Introducing Me to Myself
When I quit retail last year, I didn't realize what I was doing.
I didn't really even know where I was going.
I had a dream, and the sprouts of Something New out here in the blogosphere....
no clue where any of it would lead, though.
A couple of weeks ago, I realized my resume was in a shambles. I'd done so many activities since last July--a lot of them only taking form since January--that I'd carelessly tacked some activities on to the res, while other jobs and tasks remained percolating in the brain matter between my ears.
Thank god none of them poured out before they were ready! ;-)
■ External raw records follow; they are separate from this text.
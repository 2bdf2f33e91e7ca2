use rand::{prelude::random, rngs::SmallRng, Rng, SeedableRng};

use super::*;

use std::collections::BTreeSet;

#[test]
fn test_kind_parse() {
    for kind in Kind::ALL.iter() {
        let s = kind.to_string();
        assert_eq!(s.parse::<Kind>().unwrap(), *kind);
        assert_eq!(s.to_uppercase().parse::<Kind>().unwrap(), *kind);
    }
    assert_eq!("RedBlack".parse::<Kind>().unwrap(), Kind::Rbt);
    assert_eq!("rb".parse::<Kind>().unwrap(), Kind::Rbt);

    match "splay".parse::<Kind>() {
        Err(Error::InvalidInput(_, msg)) => assert!(msg.contains("splay"), "{}", msg),
        res => panic!("{:?}", res),
    }
}

#[test]
fn test_any_tree() {
    let seed: u128 = random();
    println!("test_any_tree seed {}", seed);
    let mut rng = SmallRng::from_seed(seed.to_le_bytes());

    for kind in Kind::ALL.iter() {
        let mut index: AnyTree<u32> = AnyTree::new(*kind);
        let mut btset: BTreeSet<u32> = BTreeSet::new();
        assert_eq!(index.kind(), *kind);

        for _i in 0..5_000 {
            let key = rng.gen::<u32>() % 1024;
            if rng.gen::<u8>() % 4 == 0 {
                assert_eq!(index.remove(&key), btset.take(&key));
            } else {
                assert_eq!(index.insert(key), btset.insert(key));
            }
        }
        index.validate().unwrap();
        assert_eq!(index.len(), btset.len());

        let a: Vec<u32> = index.iter().cloned().collect();
        let b: Vec<u32> = btset.iter().cloned().collect();
        assert_eq!(a, b);
        assert_eq!(index.min().ok(), btset.iter().next());
        assert_eq!(index.max().ok(), btset.iter().next_back());
        assert_eq!(index.height(), crate::iter::height(index.root_handle()));

        let index = index.transform(|x| *x as u64 + 1);
        assert_eq!(index.kind(), *kind);
        assert_eq!(index.len(), btset.len());
    }
}

#[test]
fn test_any_from() {
    let mut rbt: Rbt<u32> = Rbt::new();
    rbt.insert(1);
    rbt.insert(2);
    let index: AnyTree<u32> = rbt.into();
    assert_eq!(index.kind(), Kind::Rbt);
    assert_eq!(index.len(), 2);

    let index: AnyTree<u32> = Avl::new().into();
    assert_eq!(index.kind(), Kind::Avl);
    let index: AnyTree<u32> = Bst::new().into();
    assert_eq!(index.kind(), Kind::Bst);
}

#[test]
fn test_any_handle() {
    for kind in Kind::ALL.iter() {
        let mut index: AnyTree<u32> = AnyTree::new(*kind);
        for key in [10, 20, 30] {
            index.insert(key);
        }
        index.highlight(&20);

        let views = index.nodes();
        assert_eq!(views.len(), 3);
        for view in views.iter() {
            assert_eq!(view.color.is_some(), *kind == Kind::Rbt, "{}", kind);
            assert_eq!(view.highlighted, *view.key == 20);
        }

        let root = index.root_handle().unwrap();
        match (kind, root) {
            (Kind::Bst, AnyHandle::Bst(_)) => assert_eq!(root.key(), &10),
            (Kind::Avl, AnyHandle::Avl(_)) => assert_eq!(root.key(), &20),
            (Kind::Rbt, AnyHandle::Rbt(cursor)) => {
                assert_eq!(root.key(), &20);
                assert_eq!(cursor.parent(), None);
            }
            (kind, _) => panic!("handle mismatch for {}", kind),
        }
    }
}

#[test]
fn test_any_merge() {
    let mut a: AnyTree<u32> = AnyTree::new(Kind::Bst);
    let mut b: AnyTree<u32> = AnyTree::new(Kind::Rbt);
    for key in [1, 3, 5] {
        a.insert(key);
    }
    for key in [2, 4] {
        b.insert(key);
    }
    a.merge(&b);
    let keys: Vec<u32> = a.iter().cloned().collect();
    assert_eq!(keys, vec![1, 2, 3, 4, 5]);
    assert_eq!(a.kind(), Kind::Bst);
    a.validate().unwrap();
}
So many of the activities and jobs and tasks I'd been doing I didn't know quite how to describe. My vocabulary wasn't quite up to the task. I knew, too, that some of the jobs and tasks were so new that there weren't too many people who actually knew the correct vocabulary to use for their description.
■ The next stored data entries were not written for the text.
//! Module provide an unbalanced binary-search-tree implemented by [Bst].
//!
//! Insert and remove walk down the tree in a loop, no rebalancing is
//! done. Height of the tree depends entirely on insertion order:
//! random input gives `O(log n)` on average, sorted input gives a list of
//! height `n`. No operation recurses, not even drop, so a list-like tree
//! costs time but never stack. [Avl] and [Rbt] bound the height.
//!
//! [Avl]: crate::Avl
//! [Rbt]: crate::Rbt

use log::debug;

use std::{
    borrow::Borrow,
    cmp::{Ord, Ordering},
    fmt,
    ops::Deref,
};

use crate::{tree::Handle, Error, Kind, Result, Tree};

/// Bst manage a single instance of unbalanced binary-search-tree.
pub struct Bst<K> {
    root: Option<Box<Node<K>>>,
    n_count: usize, // number of entries in the tree.
}

impl<K> Default for Bst<K> {
    fn default() -> Bst<K> {
        Bst::new()
    }
}

impl<K> Bst<K> {
    /// Create an empty instance of Bst.
    pub fn new() -> Bst<K> {
        Bst {
            root: None,
            n_count: Default::default(),
        }
    }
}

impl<K> Drop for Bst<K> {
    fn drop(&mut self) {
        // unlink nodes one by one, a degenerate tree would otherwise drop
        // recursively, one frame per level.
        let mut stack: Vec<Box<Node<K>>> = self.root.take().into_iter().collect();
        while let Some(mut node) = stack.pop() {
            stack.extend(node.left.take());
            stack.extend(node.right.take());
        }
    }
}

impl<K> Bst<K> {
    fn do_insert(&mut self, key: K) -> bool
    where
        K: Ord,
    {
        let mut slot = &mut self.root;
        while let Some(node) = slot {
            slot = match node.key.cmp(&key) {
                Ordering::Greater => &mut node.left,
                Ordering::Less => &mut node.right,
                Ordering::Equal => return false,
            };
        }
        *slot = Some(Box::new(Node::new(key)));
        true
    }

    fn do_remove<Q>(&mut self, key: &Q) -> Option<K>
    where
        K: Borrow<Q>,
        Q: Ord + ?Sized,
    {
        let mut slot = &mut self.root;
        loop {
            let node = slot.as_deref()?;
            slot = match node.key.borrow().cmp(key) {
                Ordering::Greater => &mut slot.as_mut()?.left,
                Ordering::Less => &mut slot.as_mut()?.right,
                Ordering::Equal => break,
            };
        }

        let node = slot.take()?;
        let Node {
            key: old_key,
            left,
            right,
            ..
        } = *node;
        *slot = match (left, right) {
            (None, right) => right,
            (left, None) => left,
            (Some(left), right) => {
                // in-order successor takes the place of removed node.
                let mut right = right;
                let mut next = match Self::remove_min(&mut right) {
                    Some(next) => next,
                    None => panic!("do_remove(): no successor ? Call the programmer"),
                };
                next.left = Some(left);
                next.right = right;
                Some(next)
            }
        };
        Some(old_key)
    }

    // unlink the left-most node under `slot`.
    fn remove_min(mut slot: &mut Option<Box<Node<K>>>) -> Option<Box<Node<K>>> {
        while slot.as_ref()?.left.is_some() {
            slot = &mut slot.as_mut()?.left;
        }
        let mut node = slot.take()?;
        *slot = node.right.take();
        Some(node)
    }

    // return the number of reachable nodes.
    fn validate_tree(&self) -> Result<usize>
    where
        K: Ord + fmt::Debug,
    {
        let mut n_count = 0;
        let mut stack: Vec<&Node<K>> = self.root.as_deref().into_iter().collect();
        while let Some(node) = stack.pop() {
            n_count += 1;

            let (left, right) = (node.as_left_ref(), node.as_right_ref());
            if let Some(left) = left {
                if left.key.ge(&node.key) {
                    err_at!(Fatal, msg: "sort lkey:{:?} parent:{:?}", left.key, node.key)?;
                }
            }
            if let Some(right) = right {
                if right.key.le(&node.key) {
                    err_at!(Fatal, msg: "sort rkey:{:?} parent:{:?}", right.key, node.key)?;
                }
            }
            stack.extend(right);
            stack.extend(left);
        }
        Ok(n_count)
    }

    fn find_mut<Q>(&mut self, key: &Q) -> Option<&mut Node<K>>
    where
        K: Borrow<Q>,
        Q: Ord + ?Sized,
    {
        let mut node = self.root.as_deref_mut();
        while let Some(nref) = node {
            node = match nref.key.borrow().cmp(key) {
                Ordering::Less => nref.right.as_deref_mut(),
                Ordering::Greater => nref.left.as_deref_mut(),
                Ordering::Equal => return Some(nref),
            };
        }
        None
    }
}

impl<K> Tree<K> for Bst<K>
where
    K: Ord,
{
    type Handle<'a> = &'a Node<K> where Self: 'a;
    type Rebind<L: Ord> = Bst<L>;

    fn kind(&self) -> Kind {
        Kind::Bst
    }

    fn empty_like<L: Ord>(&self) -> Self::Rebind<L> {
        Bst::new()
    }

    #[inline]
    fn len(&self) -> usize {
        self.n_count
    }

    fn insert(&mut self, key: K) -> bool {
        let ok = self.do_insert(key);
        if ok {
            self.n_count += 1;
        } else {
            debug!("bst: duplicate key ignored");
        }
        ok
    }

    fn remove<Q>(&mut self, key: &Q) -> Option<K>
    where
        K: Borrow<Q>,
        Q: Ord + ?Sized,
    {
        let old_key = self.do_remove(key);
        match old_key {
            Some(_) => self.n_count -= 1,
            None => debug!("bst: remove() missed"),
        }
        old_key
    }

    fn highlight<Q>(&mut self, key: &Q) -> bool
    where
        K: Borrow<Q>,
        Q: Ord + ?Sized,
    {
        match self.find_mut(key) {
            Some(node) => {
                node.highlight = true;
                true
            }
            None => false,
        }
    }

    fn clear_highlights(&mut self) {
        let mut stack: Vec<&mut Node<K>> = self.root.as_deref_mut().into_iter().collect();
        while let Some(node) = stack.pop() {
            node.highlight = false;
            stack.extend(node.left.as_deref_mut());
            stack.extend(node.right.as_deref_mut());
        }
    }

    /// Validate tree with following rules:
    ///
    /// * Make sure keys are in strictly ascending order.
    /// * Number of reachable nodes match the entry count.
    fn validate(&self) -> Result<()>
    where
        K: fmt::Debug,
    {
        let n_count = self.validate_tree()?;
        if n_count != self.n_count {
            err_at!(Fatal, msg: "n_count {} != {}", n_count, self.n_count)?;
        }
        Ok(())
    }

    fn root_handle(&self) -> Option<Self::Handle<'_>> {
        self.root.as_ref().map(Deref::deref)
    }
}

/// Node corresponds to a single entry in [Bst] instance.
pub struct Node<K> {
    key: K,
    left: Option<Box<Node<K>>>,  // store: left child
    right: Option<Box<Node<K>>>, // store: right child
    highlight: bool,
}

impl<K> Node<K> {
    fn new(key: K) -> Node<K> {
        Node {
            key,
            left: None,
            right: None,
            highlight: false,
        }
    }

    #[inline]
    fn as_left_ref(&self) -> Option<&Node<K>> {
        self.left.as_ref().map(AsRef::as_ref)
    }

    #[inline]
    fn as_right_ref(&self) -> Option<&Node<K>> {
        self.right.as_ref().map(AsRef::as_ref)
    }
}

impl<'a, K> Handle<'a> for &'a Node<K> {
    type Key = K;

    fn key(self) -> &'a K {
        &self.key
    }

    fn left(self) -> Option<Self> {
        self.as_left_ref()
    }

    fn right(self) -> Option<Self> {
        self.as_right_ref()
    }

    fn is_highlighted(self) -> bool {
        self.highlight
    }
}

#[cfg(test)]
#[path = "bst_test.rs"]
mod bst_test;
Another thing that hampers me is not having a clear understanding of where I stand in the world. I know a lot of really wonderful folks who are CEOs or company presidents, and others who are entrepreneurs or solid workaday folks. Maybe it was, on the one hand, not really understanding what some of them do, and on the other, feeling a little inferior, but I couldn't figure out whom to ask for help.
Ah, the inferiority thing....
I hadn't really admitted to that all that much, but unless you've lost a career and decided to re-tool for a whole new career--do that whole midlife job change thing without using one job as a catalyst into another--then you might not understand how or why I felt that way. Some of it, too, came from putting myself up against the yardstick of others careers and seeing that mine was more of a meter stick than a yardstick...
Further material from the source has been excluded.